Успешно решив вопрос с квартирой, Лесли возвращалась в Сан-Франциско. Она ехала вдоль побережья. Стоял великолепный весенний день. Теплый ветер приносил запах эвкалиптов и лилий. Пляжи были усеяны загорающими, а в воде плескались любители плавания и серфинга. День, самой природой предназначенный для музыки, хот-догов, смеха и любви. Одна Лесли была на этом спектакле зрителем, но даже ее не оставили равнодушной ослепительно голубое небо, яркое солнце и лазурное море.
Не успела она принять душ и переодеться, как раздался звонок в дверь.
— Джеймс? — удивилась она при виде гостя.
— Привет. Можно к тебе? Я как раз проезжал мимо...
— Подыскиваешь место для нового сногсшибательного курорта? И как он будет называться — «Пальмы Сан-Франциско»? — с неожиданным сарказмом осведомилась девушка.
— Ну зачем ты так? Мы ведь с тобой не враги, — укоризненно заметил Джеймс.
— Это он тебя прислал?
— Нет. Я заходил и раньше, но ни разу тебя не застал.
— Я стараюсь пореже бывать дома, — призналась она, сбавляя тон. Все-таки приятно повидать старого приятеля.
— Лесли, — произнес Джеймс, пожалуй, слишком нежно. Его ласковый голос напомнил ей о том, что значит быть любимой, и в глазах блеснули непрошеные слезинки.
У Джеймса екнуло сердце. Лесли выглядела такой слабой, беззащитной, одинокой. Только сейчас он заметил, что она сильно похудела. На осунувшемся лице выделялись огромные, как озера, сапфировые глаза, затравленный взгляд которых словно говорил: «Неужели найдется еще кто-нибудь, кто захочет меня обидеть?»

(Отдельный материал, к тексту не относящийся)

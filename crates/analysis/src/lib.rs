//! 纯同步的评估组件：评分聚合、分级、信号生成与告警检测。
//!
//! 这里不做任何 I/O，所有阈值来自 `kanshi_core::config`，
//! 由 `kanshi-manager` 在每个标的的评估流水线中依次调用。

pub mod aggregate;
pub mod alert;
pub mod grade;
pub mod signal;

pub use aggregate::{Aggregate, ScoreAggregator};
pub use alert::{AlertDetector, AlertEvaluation};
pub use grade::classify;
pub use signal::{SignalGenerator, SignalInput};
use async_trait::async_trait;
use chrono::Utc;
use kanshi_core::alert::entity::Alert;
use kanshi_core::common::Symbol;
use kanshi_core::monitor::entity::{CycleReport, PersistedState, Snapshot, SummaryRecord};
use kanshi_core::store::error::StoreError;
use kanshi_core::store::port::{CommitAck, SummaryStore};
use std::collections::{BTreeMap, VecDeque};
use tokio::sync::RwLock;

#[derive(Default)]
struct Inner {
    cycle: Option<u64>,
    last_run: Option<chrono::DateTime<Utc>>,
    snapshots: BTreeMap<Symbol, Snapshot>,
    // 按告警 id 索引，含已清除的历史
    alerts: BTreeMap<String, Alert>,
    summaries: VecDeque<SummaryRecord>,
}

/// # Summary
/// 进程内的 SummaryStore，用于测试与关闭持久化的运行。
///
/// # Invariants
/// * 与 SQLite 实现保持相同的语义：提交原子可见、快照按周期号单调替换、历史按保留数量裁剪。
pub struct MemorySummaryStore {
    inner: RwLock<Inner>,
    retention: usize,
}

impl MemorySummaryStore {
    pub fn new(retention: usize) -> Self {
        Self {
            inner: RwLock::new(Inner::default()),
            retention,
        }
    }
}

impl Default for MemorySummaryStore {
    fn default() -> Self {
        Self::new(500)
    }
}

#[async_trait]
impl SummaryStore for MemorySummaryStore {
    async fn commit(&self, report: &CycleReport) -> Result<CommitAck, StoreError> {
        let mut inner = self.inner.write().await;

        for snapshot in &report.snapshots {
            let newer = inner
                .snapshots
                .get(&snapshot.symbol)
                .is_none_or(|existing| snapshot.cycle_id > existing.cycle_id);
            if newer {
                inner.snapshots.insert(snapshot.symbol.clone(), snapshot.clone());
            }
        }

        for alert in report.active_alerts.iter().chain(report.cleared_alerts.iter()) {
            inner.alerts.insert(alert.id.clone(), alert.clone());
        }

        let mut cleared: Vec<(chrono::DateTime<Utc>, String)> = inner
            .alerts
            .values()
            .filter_map(|a| a.cleared_at.map(|at| (at, a.id.clone())))
            .collect();
        if cleared.len() > self.retention {
            cleared.sort();
            let excess = cleared.len() - self.retention;
            for (_, id) in cleared.into_iter().take(excess) {
                inner.alerts.remove(&id);
            }
        }

        inner.summaries.push_back(report.summary.clone());
        while inner.summaries.len() > self.retention {
            inner.summaries.pop_front();
        }

        inner.cycle = Some(report.cycle_id);
        inner.last_run = Some(report.finished_at);

        Ok(CommitAck {
            cycle_id: report.cycle_id,
            committed_at: Utc::now(),
        })
    }

    async fn read(&self) -> Result<Option<PersistedState>, StoreError> {
        let inner = self.inner.read().await;
        let Some(cycle) = inner.cycle else {
            return Ok(None);
        };
        Ok(Some(PersistedState {
            cycle,
            last_run: inner.last_run,
            snapshots: inner.snapshots.values().cloned().collect(),
            active_alerts: inner.alerts.values().filter(|a| a.is_active()).cloned().collect(),
        }))
    }

    async fn latest_summary(&self) -> Result<Option<SummaryRecord>, StoreError> {
        Ok(self.inner.read().await.summaries.back().cloned())
    }

    async fn alert_records(&self, limit: usize) -> Result<Vec<Alert>, StoreError> {
        let inner = self.inner.read().await;
        let mut records: Vec<Alert> = inner.alerts.values().cloned().collect();
        records.sort_by(|a, b| b.raised_at.cmp(&a.raised_at).then_with(|| a.id.cmp(&b.id)));
        records.truncate(limit);
        Ok(records)
    }
}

— Извини, пожалуйста. Нервы разыгрались, — виновато произнесла она, вытирая слезы.
Он обвил ее руками и крепко прижал к себе. Исходящие от него сила и тепло наполнили Лесли ощущением покоя. Когда-то Джеймс любил ее. А что, если...
Она вздрогнула.
— Ты такая напряженная, — прошептал он, касаясь губами ее волос.
«Ты похожа на натянутую струну — если до тебя дотронуться, раздастся звон», — вспомнились ей вдруг слова Грега, Молодой стажер имел в виду ее внутреннее напряжение, строгие моральные нормы, перфекционизм. Может быть, она слишком строга? Слишком многого ждет от всех, в том числе от самой себя?
— Джеймс, — собравшись с духом, проговорила Лесли, — ты не должен меня обнимать.
— Почему? — спросил он, разжимая руки, но не отстраняясь. — Потому что тебе нужен Эрик?
— Вот еще!
— Взгляни на себя, Лесли. Это гложет тебя. И его тоже.
— Я не желаю о нем слышать, — запротестовала она.
— Придется послушать. Он выглядит ужасно, как и ты, и терзается не меньше тебя. В общем, два сапога пара, — мрачно подытожил Джеймс.
— Ты прекрасно знаешь, что он сделал и чего я не могу ему простить!
— Но я также знаю, чего он не сделал. Он не рассказал о прежней любовнице, зная, что тебе будет тяжело это слышать. Он не стал распространяться о своем опыте общения с врачами, потому что не хотел мешать твоей карьере медика. И он умолчал о смерти сына, зная, что для любого человека смерть ребенка, пусть даже чужого, — трагедия. — На последних словах голос Джеймса слегка дрогнул.